- [Task data]
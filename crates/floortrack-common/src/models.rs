use std::fmt;
use std::str::FromStr;

use chrono::{DateTime, Utc};
use serde::{Deserialize, Serialize};
use validator::Validate;

use crate::timestamp;

#[derive(Debug, Clone, Copy, Serialize, Deserialize, PartialEq, Eq, Hash, PartialOrd, Ord)]
#[serde(rename_all = "snake_case")]
pub enum JobStatus {
    Pending,
    InProgress,
    Complete,
    Cancelled,
}

impl JobStatus {
    pub fn as_str(&self) -> &'static str {
        match self {
            Self::Pending => "pending",
            Self::InProgress => "in_progress",
            Self::Complete => "complete",
            Self::Cancelled => "cancelled",
        }
    }

    pub fn label(&self) -> &'static str {
        match self {
            Self::Pending => "Pending",
            Self::InProgress => "In Progress",
            Self::Complete => "Complete",
            Self::Cancelled => "Cancelled",
        }
    }
}

impl fmt::Display for JobStatus {
    fn fmt(&self, f: &mut fmt::Formatter<'_>) -> fmt::Result {
        f.write_str(self.as_str())
    }
}

impl FromStr for JobStatus {
    type Err = String;

    fn from_str(s: &str) -> Result<Self, Self::Err> {
        match s {
            "pending" => Ok(Self::Pending),
            "in_progress" => Ok(Self::InProgress),
            "complete" => Ok(Self::Complete),
            "cancelled" => Ok(Self::Cancelled),
            _ => Err(format!("Invalid job status: {}", s)),
        }
    }
}

/// Top-left corner of a station box on the factory canvas.
#[derive(Debug, Clone, Copy, Serialize, Deserialize, PartialEq)]
pub struct Position {
    pub x: f64,
    pub y: f64,
}

impl Position {
    pub fn new(x: f64, y: f64) -> Self {
        Self { x, y }
    }
}

#[derive(Debug, Clone, Serialize, Deserialize, Validate)]
pub struct Customer {
    pub id: i64,
    #[validate(length(min = 1, max = 100, message = "Name must be between 1 and 100 characters"))]
    pub name: String,
    #[validate(email(message = "Invalid email address"))]
    pub email: String,
    #[validate(length(min = 10, max = 20, message = "Phone must be between 10 and 20 characters"))]
    pub phone: String,
    #[validate(length(min = 1, max = 200, message = "Address must be between 1 and 200 characters"))]
    pub address: String,
    #[serde(with = "timestamp")]
    pub date_created: DateTime<Utc>,
}

/// Payload for creating or updating a customer.
#[derive(Debug, Clone, Serialize, Deserialize, Validate)]
pub struct CustomerDraft {
    #[validate(length(min = 1, max = 100, message = "Name must be between 1 and 100 characters"))]
    pub name: String,
    #[validate(email(message = "Invalid email address"))]
    pub email: String,
    #[validate(length(min = 10, max = 20, message = "Phone must be between 10 and 20 characters"))]
    pub phone: String,
    #[validate(length(min = 1, max = 200, message = "Address must be between 1 and 200 characters"))]
    pub address: String,
}

/// A physical station (the backend calls them assets).
#[derive(Debug, Clone, Serialize, Deserialize, Validate)]
pub struct Station {
    pub id: i64,
    #[validate(length(min = 1, message = "Name must not be empty"))]
    pub name: String,
    pub manufacturer: String,
    pub model: String,
    #[serde(default)]
    pub description: Option<String>,
    #[serde(default, with = "timestamp::option", skip_serializing_if = "Option::is_none")]
    pub date_created: Option<DateTime<Utc>>,
    #[serde(default, skip_serializing_if = "Option::is_none")]
    pub position: Option<Position>,
    #[serde(default, skip_serializing_if = "Vec::is_empty")]
    pub current_jobs: Vec<Job>,
}

#[derive(Debug, Clone, Serialize, Deserialize, Validate)]
pub struct NewStation {
    #[validate(length(min = 1, max = 100, message = "Name must be between 1 and 100 characters"))]
    pub name: String,
    #[validate(length(min = 1, message = "Manufacturer is required"))]
    pub manufacturer: String,
    #[validate(length(min = 1, message = "Model is required"))]
    pub model: String,
    #[serde(skip_serializing_if = "Option::is_none")]
    pub description: Option<String>,
}

/// One visit of a job to a station. `departure_time == None` means the job
/// is still there.
#[derive(Debug, Clone, Serialize, Deserialize)]
pub struct JobLocation {
    pub id: i64,
    pub job_id: i64,
    pub asset_id: i64,
    #[serde(with = "timestamp")]
    pub arrival_time: DateTime<Utc>,
    #[serde(default, with = "timestamp::option")]
    pub departure_time: Option<DateTime<Utc>>,
    #[serde(default, skip_serializing_if = "Option::is_none")]
    pub asset: Option<Station>,
}

impl JobLocation {
    pub fn is_open(&self) -> bool {
        self.departure_time.is_none()
    }

    /// Minutes spent at the station, up to `now` while still there. Never
    /// negative, even when the departure is stamped before the arrival.
    pub fn stay_minutes(&self, now: DateTime<Utc>) -> i64 {
        (self.departure_time.unwrap_or(now) - self.arrival_time)
            .num_minutes()
            .max(0)
    }

    pub fn station_name(&self) -> String {
        match &self.asset {
            Some(asset) => asset.name.clone(),
            None => format!("Station {}", self.asset_id),
        }
    }
}

#[derive(Debug, Clone, Serialize, Deserialize, Validate)]
pub struct Job {
    pub id: i64,
    #[validate(length(min = 1, max = 200, message = "Name must be between 1 and 200 characters"))]
    pub name: String,
    #[serde(default)]
    pub description: Option<String>,
    pub status: JobStatus,
    pub customer_id: i64,
    #[serde(default, skip_serializing_if = "Option::is_none")]
    pub customer: Option<Customer>,
    #[serde(default, with = "timestamp::option")]
    pub due_date: Option<DateTime<Utc>>,
    #[serde(with = "timestamp")]
    pub date_created: DateTime<Utc>,
    /// Location history, oldest first. Filled in by the services when
    /// history is requested.
    #[serde(default)]
    pub locations: Vec<JobLocation>,
    #[serde(default, skip_serializing_if = "Option::is_none")]
    pub current_location: Option<JobLocation>,
}

impl Job {
    pub fn customer_name(&self) -> &str {
        self.customer.as_ref().map(|c| c.name.as_str()).unwrap_or("")
    }

    pub fn is_complete(&self) -> bool {
        self.status == JobStatus::Complete
    }

    /// Past its due date and not yet complete.
    pub fn is_overdue(&self, now: DateTime<Utc>) -> bool {
        match self.due_date {
            Some(due) => !self.is_complete() && due < now,
            None => false,
        }
    }
}

#[derive(Debug, Clone, Serialize, Deserialize, Validate)]
pub struct NewJob {
    #[validate(length(min = 1, max = 200, message = "Name must be between 1 and 200 characters"))]
    pub name: String,
    #[serde(skip_serializing_if = "Option::is_none")]
    pub description: Option<String>,
    pub customer_id: i64,
    #[serde(
        default,
        with = "timestamp::option",
        skip_serializing_if = "Option::is_none"
    )]
    pub due_date: Option<DateTime<Utc>>,
}

#[derive(Debug, Clone, Serialize, Deserialize)]
pub struct User {
    pub id: i64,
    pub username: String,
    pub email: String,
    pub is_active: bool,
    #[serde(default, with = "timestamp::option", skip_serializing_if = "Option::is_none")]
    pub date_created: Option<DateTime<Utc>>,
}

#[derive(Debug, Clone, Serialize, Deserialize, Validate)]
pub struct UserDraft {
    #[validate(email(message = "Invalid email address"))]
    pub email: String,
    #[validate(length(min = 1, max = 100, message = "Username must be between 1 and 100 characters"))]
    pub username: String,
    #[validate(length(min = 8, max = 100, message = "Password must be between 8 and 100 characters"))]
    pub password: String,
}

#[derive(Clone, Validate)]
pub struct Credentials {
    #[validate(length(min = 1, max = 100, message = "Username must be between 1 and 100 characters"))]
    pub username: String,
    #[validate(length(min = 8, max = 100, message = "Password must be between 8 and 100 characters"))]
    pub password: String,
}

impl fmt::Debug for Credentials {
    fn fmt(&self, f: &mut fmt::Formatter<'_>) -> fmt::Result {
        f.debug_struct("Credentials")
            .field("username", &self.username)
            .field("password", &"<redacted>")
            .finish()
    }
}

/// The station a job currently occupies: the open history entry with the
/// latest arrival time.
pub fn current_location(history: &[JobLocation]) -> Option<&JobLocation> {
    history
        .iter()
        .filter(|entry| entry.is_open())
        .max_by_key(|entry| entry.arrival_time)
}
//! HTTP client for the tracking backend.
//!
//! Every request goes through [`ApiClient::send`], which:
//! 1. refuses to send when the stored token has expired (and signs out),
//! 2. attaches `Authorization: Bearer <token>` when signed in,
//! 3. maps the response status onto [`ApiError`].
//!
//! Server and transport details are logged, never returned, so the caller
//! only ever shows the fixed operator-facing messages.

use std::time::Duration;

use anyhow::Context;
use reqwest::{Method, RequestBuilder, Response, StatusCode};
use serde::Serialize;
use serde::de::DeserializeOwned;
use tracing::{debug, error, info, warn};
use validator::Validate;

use floortrack_common::Credentials;

use crate::errors::ApiError;
use crate::session::{Session, is_expired};

/// Response of `POST /token`.
#[derive(Debug, serde::Deserialize)]
struct TokenResponse {
    access_token: Option<String>,
    #[allow(dead_code)]
    token_type: Option<String>,
}

#[derive(Debug, Clone)]
pub struct ApiClient {
    http: reqwest::Client,
    base_url: String,
    session: Session,
}

impl ApiClient {
    pub fn new(base_url: &str, timeout: Duration, session: Session) -> anyhow::Result<Self> {
        let http = reqwest::Client::builder()
            .timeout(timeout)
            .user_agent(concat!("floortrack/", env!("CARGO_PKG_VERSION")))
            .build()
            .context("Failed to build HTTP client")?;
        Ok(Self {
            http,
            base_url: base_url.trim_end_matches('/').to_string(),
            session,
        })
    }

    pub fn base_url(&self) -> &str {
        &self.base_url
    }

    pub fn session(&self) -> &Session {
        &self.session
    }

    fn url(&self, path: &str) -> String {
        format!("{}{}", self.base_url, path)
    }

    /// Send an authenticated request and map failure statuses.
    async fn send(
        &self,
        method: Method,
        path: &str,
        build: impl FnOnce(RequestBuilder) -> RequestBuilder,
    ) -> Result<Response, ApiError> {
        let mut request = self.http.request(method.clone(), self.url(path));
        if let Some(token) = self.session.token()? {
            if is_expired(&token) {
                self.session.force_sign_out("token expired");
                return Err(ApiError::SessionExpired);
            }
            request = request.bearer_auth(token);
        }

        debug!(%method, path, "request");
        let response = build(request).send().await.map_err(|e| {
            error!(%method, path, error = %e, "request failed");
            ApiError::Unexpected
        })?;
        self.check_status(&method, path, response).await
    }

    async fn check_status(
        &self,
        method: &Method,
        path: &str,
        response: Response,
    ) -> Result<Response, ApiError> {
        let status = response.status();
        debug!(%method, path, status = status.as_u16(), "response");
        if status.is_success() {
            return Ok(response);
        }
        match status {
            StatusCode::UNAUTHORIZED => {
                self.session.force_sign_out("server rejected the token");
                Err(ApiError::Unauthorized)
            }
            StatusCode::TOO_MANY_REQUESTS => {
                warn!(%method, path, "rate limited");
                Err(ApiError::RateLimited)
            }
            _ => {
                let body = response.text().await.unwrap_or_default();
                error!(%method, path, status = status.as_u16(), body = %body, "request rejected");
                Err(ApiError::Unexpected)
            }
        }
    }

    async fn decode<T: DeserializeOwned>(path: &str, response: Response) -> Result<T, ApiError> {
        response.json::<T>().await.map_err(|e| {
            warn!(path, error = %e, "response did not match the expected shape");
            ApiError::invalid("body", format!("Unexpected response from {}", path))
        })
    }

    pub async fn get<T: DeserializeOwned>(&self, path: &str) -> Result<T, ApiError> {
        let response = self.send(Method::GET, path, |r| r).await?;
        Self::decode(path, response).await
    }

    /// GET and validate every field constraint of the decoded value.
    pub async fn get_validated<T: DeserializeOwned + Validate>(
        &self,
        path: &str,
    ) -> Result<T, ApiError> {
        let value: T = self.get(path).await?;
        value.validate().inspect_err(|e| {
            warn!(path, errors = %e, "response failed validation");
        })?;
        Ok(value)
    }

    pub async fn post<B: Serialize + ?Sized, T: DeserializeOwned>(
        &self,
        path: &str,
        body: &B,
    ) -> Result<T, ApiError> {
        let response = self.send(Method::POST, path, |r| r.json(body)).await?;
        Self::decode(path, response).await
    }

    /// POST with an empty JSON body and the arguments in the query string.
    pub async fn post_query<Q: Serialize + ?Sized, T: DeserializeOwned>(
        &self,
        path: &str,
        query: &Q,
    ) -> Result<T, ApiError> {
        let response = self
            .send(Method::POST, path, |r| {
                r.query(query).json(&serde_json::json!({}))
            })
            .await?;
        Self::decode(path, response).await
    }

    /// POST whose response body is ignored.
    pub async fn post_discard<B: Serialize + ?Sized>(
        &self,
        path: &str,
        body: &B,
    ) -> Result<(), ApiError> {
        self.send(Method::POST, path, |r| r.json(body)).await?;
        Ok(())
    }

    pub async fn put<B: Serialize + ?Sized, T: DeserializeOwned>(
        &self,
        path: &str,
        body: &B,
    ) -> Result<T, ApiError> {
        let response = self.send(Method::PUT, path, |r| r.json(body)).await?;
        Self::decode(path, response).await
    }

    pub async fn patch<B: Serialize + ?Sized, T: DeserializeOwned>(
        &self,
        path: &str,
        body: &B,
    ) -> Result<T, ApiError> {
        let response = self.send(Method::PATCH, path, |r| r.json(body)).await?;
        Self::decode(path, response).await
    }

    pub async fn delete(&self, path: &str) -> Result<(), ApiError> {
        self.send(Method::DELETE, path, |r| r).await?;
        Ok(())
    }

    /// Exchange credentials for a bearer token and store it.
    ///
    /// Sent without the stored token, so an expired session does not block
    /// signing in again.
    pub async fn sign_in(&self, credentials: &Credentials) -> Result<(), ApiError> {
        credentials.validate()?;

        let path = "/token";
        debug!(path, username = %credentials.username, "request");
        let response = self
            .http
            .post(self.url(path))
            .form(&[
                ("username", credentials.username.as_str()),
                ("password", credentials.password.as_str()),
            ])
            .send()
            .await
            .map_err(|e| {
                error!(path, error = %e, "sign-in request failed");
                ApiError::Unexpected
            })?;

        match response.status() {
            StatusCode::UNAUTHORIZED => {
                warn!(username = %credentials.username, "sign-in rejected");
                return Err(ApiError::InvalidCredentials);
            }
            StatusCode::TOO_MANY_REQUESTS => return Err(ApiError::RateLimited),
            status if !status.is_success() => {
                error!(path, status = status.as_u16(), "sign-in failed");
                return Err(ApiError::Unexpected);
            }
            _ => {}
        }

        let body: TokenResponse = Self::decode(path, response).await?;
        let token = body
            .access_token
            .filter(|t| !t.is_empty())
            .ok_or_else(|| ApiError::invalid("access_token", "No token received"))?;
        self.session.set_token(&token)?;
        info!(username = %credentials.username, "Signed in");
        Ok(())
    }
}

/// Validate every element of a decoded list.
pub fn validate_all<T: Validate>(path: &str, items: &[T]) -> Result<(), ApiError> {
    for item in items {
        item.validate().inspect_err(|e| {
            warn!(path, errors = %e, "list entry failed validation");
        })?;
    }
    Ok(())
}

- [Task to carry out] Looking at the data above, return every line from the one with "status if !status.is_success()" down to the one with "let body: TokenResponse", exactly and inclusively.

- [Written solution]
            status if !status.is_success() => {
                error!(path, status = status.as_u16(), "sign-in failed");
                return Err(ApiError::Unexpected);
            }
            _ => {}
        }

        let body: TokenResponse = Self::decode(path, response).await?;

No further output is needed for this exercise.